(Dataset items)
-.-.-
impl Default for AxiConfig {
    fn default() -> Self {
        Self {
            ram_size: defaults::AXI_RAM_SIZE,
        }
    }
}

/// Reference bridge model settings.
#[derive(Debug, Clone, Deserialize, Serialize)]
pub struct BridgeConfig {
    /// Request TLPs buffered before `rx_req_tlp_ready` drops
    #[serde(default = "BridgeConfig::default_queue_depth")]
    pub queue_depth: usize,

    /// Cycles between accepting a request and issuing it on AXI
    #[serde(default = "BridgeConfig::default_pipeline_latency")]
    pub pipeline_latency: u64,

    /// Number of low TLP address bits forwarded onto the AXI address bus
    #[serde(default = "BridgeConfig::default_axi_addr_width")]
    pub axi_addr_width: u32,
}

impl BridgeConfig {
    /// Returns the default queue depth.
    fn default_queue_depth() -> usize {
        defaults::BRIDGE_QUEUE_DEPTH
    }

    /// Returns the default pipeline latency.
    fn default_pipeline_latency() -> u64 {
        defaults::BRIDGE_PIPELINE_LATENCY
    }

    /// Returns the default AXI address width.
    fn default_axi_addr_width() -> u32 {
        defaults::BRIDGE_AXI_ADDR_WIDTH
    }

    /// Mask applied to TLP addresses to form AXI addresses.
    pub const fn axi_addr_mask(&self) -> u64 {
        if self.axi_addr_width >= 64 {
            u64::MAX
        } else {
            (1u64 << self.axi_addr_width) - 1
        }
    }
}

impl Default for BridgeConfig {
    fn default() -> Self {
        Self {
            queue_depth: defaults::BRIDGE_QUEUE_DEPTH,
            pipeline_latency: defaults::BRIDGE_PIPELINE_LATENCY,
            axi_addr_width: defaults::BRIDGE_AXI_ADDR_WIDTH,
        }
    }
}

/// Test protocol driver settings.
#[derive(Debug, Clone, Deserialize, Serialize)]
pub struct ProtocolConfig {
    /// Lengths of the write sweep, in order
    #[serde(default = "ProtocolConfig::default_write_lengths")]
    pub write_lengths: Vec<usize>,

    /// BAR-relative offset of every write (also the AXI address)
    #[serde(default = "ProtocolConfig::default_offset")]
    pub offset: u64,

    /// Settle policy between write and verification
    #[serde(default)]
    pub settle: SettleMode,

    /// Per-byte component of the fixed settle delay, in clock units
    #[serde(default = "ProtocolConfig::default_settle_per_byte")]
    pub settle_per_byte: u64,

    /// Constant component of the fixed settle delay, in clock units
    #[serde(default = "ProtocolConfig::default_settle_margin")]
    pub settle_margin: u64,

    /// Upper bound on an acknowledged settle, in clock units
    #[serde(default = "ProtocolConfig::default_settle_timeout")]
    pub settle_timeout: u64,
}
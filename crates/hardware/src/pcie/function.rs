//! One endpoint function: configuration space, BAR layout and negotiated identity.

use tracing::debug;

use super::bar::{BarKind, BarLayout};
use super::config_space::{ConfigSpace, HardwareIds};
use super::tlp::{CplStatus, Tlp, TlpType};
use crate::common::{HarnessError, HarnessResult, PcieId};

/// A PCIe function exposed by the device adapter.
///
/// The function learns its bus/device numbers from the configuration requests the root
/// complex sends it; until enumeration reaches it, `pcie_id` reports bus 0.
#[derive(Debug, Clone)]
pub struct PcieFunction {
    number: u8,
    pcie_id: PcieId,
    config: ConfigSpace,
    locked: bool,
}

impl PcieFunction {
    /// Creates function `number` with the given identity registers.
    pub fn new(number: u8, ids: HardwareIds, max_payload: usize) -> Self {
        Self {
            number,
            pcie_id: PcieId::new(0, 0, number),
            config: ConfigSpace::new(ids, max_payload),
            locked: false,
        }
    }

    /// Function number within the device.
    pub const fn number(&self) -> u8 {
        self.number
    }

    /// Identity assigned by enumeration.
    pub const fn pcie_id(&self) -> PcieId {
        self.pcie_id
    }

    /// Read-only view of the configuration space.
    pub const fn config(&self) -> &ConfigSpace {
        &self.config
    }

    pub(crate) const fn config_mut(&mut self) -> &mut ConfigSpace {
        &mut self.config
    }

    /// Whether enumeration has captured the BAR layout.
    pub const fn is_locked(&self) -> bool {
        self.locked
    }

    /// Declares BAR `index` as a 64-bit, non-prefetchable memory BAR of `size` bytes.
    ///
    /// # Returns
    ///
    /// `InvalidBarSize` for a size that is not a power of two of at least 16 bytes,
    /// `InvalidBarIndex` if the BAR (and its upper half) do not fit, and `BarLocked` once the
    /// root complex has started configuring the function.
    pub fn configure_bar(&mut self, index: usize, size: u64) -> HarnessResult<()> {
        self.configure_bar_with(index, size, BarKind::Memory64, false)
    }

    /// Declares BAR `index` with an explicit kind and prefetchability.
    pub fn configure_bar_with(
        &mut self,
        index: usize,
        size: u64,
        kind: BarKind,
        prefetchable: bool,
    ) -> HarnessResult<()> {
        if self.locked {
            return Err(HarnessError::BarLocked {
                id: self.pcie_id,
                index,
            });
        }
        let layout = BarLayout::new(index, size, kind, prefetchable)?;
        self.config.set_bar(index, layout);
        debug!(function = self.number, index, size, ?kind, "BAR configured");
        Ok(())
    }

    /// Services a Type 0 configuration request and returns its completion.
    pub(crate) fn handle_config(&mut self, tlp: &Tlp) -> Tlp {
        let hdr = &tlp.header;
        if self.pcie_id != hdr.completer_id {
            debug!(old = %self.pcie_id, new = %hdr.completer_id, "function identity captured");
            self.pcie_id = hdr.completer_id;
        }
        match hdr.tlp_type {
            TlpType::CfgWrite0 => {
                self.locked = true;
                self.config.write_u32(hdr.register, tlp.dword(), hdr.first_be);
                Tlp::completion(hdr, self.pcie_id, CplStatus::Success)
            }
            _ => {
                let value = self.config.read_u32(hdr.register);
                Tlp::completion_data(hdr, self.pcie_id, 0, &value.to_le_bytes(), 4)
            }
        }
    }
}

#[cfg(test)]
mod tests {
    use super::*;
    use crate::common::constants::cfg;

    #[test]
    fn identity_follows_config_requests_and_locks_bars() {
        let mut f = PcieFunction::new(0, HardwareIds::default(), 256);
        f.configure_bar(0, 1 << 20).unwrap();
        let me = PcieId::new(3, 0, 0);
        let rd = Tlp::cfg_read(PcieId::default(), me, 1, cfg::ID);
        let _ = f.handle_config(&rd);
        assert_eq!(f.pcie_id(), me);
        assert!(!f.is_locked());

        let wr = Tlp::cfg_write(PcieId::default(), me, 2, cfg::BAR0, 0xFFFF_FFFF, 0xF);
        let cpl = f.handle_config(&wr);
        assert_eq!(cpl.header.tlp_type, TlpType::Cpl);
        assert!(f.is_locked());
        assert_eq!(
            f.configure_bar(0, 1 << 21),
            Err(HarnessError::BarLocked { id: me, index: 0 })
        );
    }
}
-.-.-
* WHAT THE EXERCISE ASKS *
Only lines holding the word "false" belong in the answer; copy all of them from the records.

* ANSWER FOR THIS EXERCISE *
            locked: false,
        self.configure_bar_with(index, size, BarKind::Memory64, false)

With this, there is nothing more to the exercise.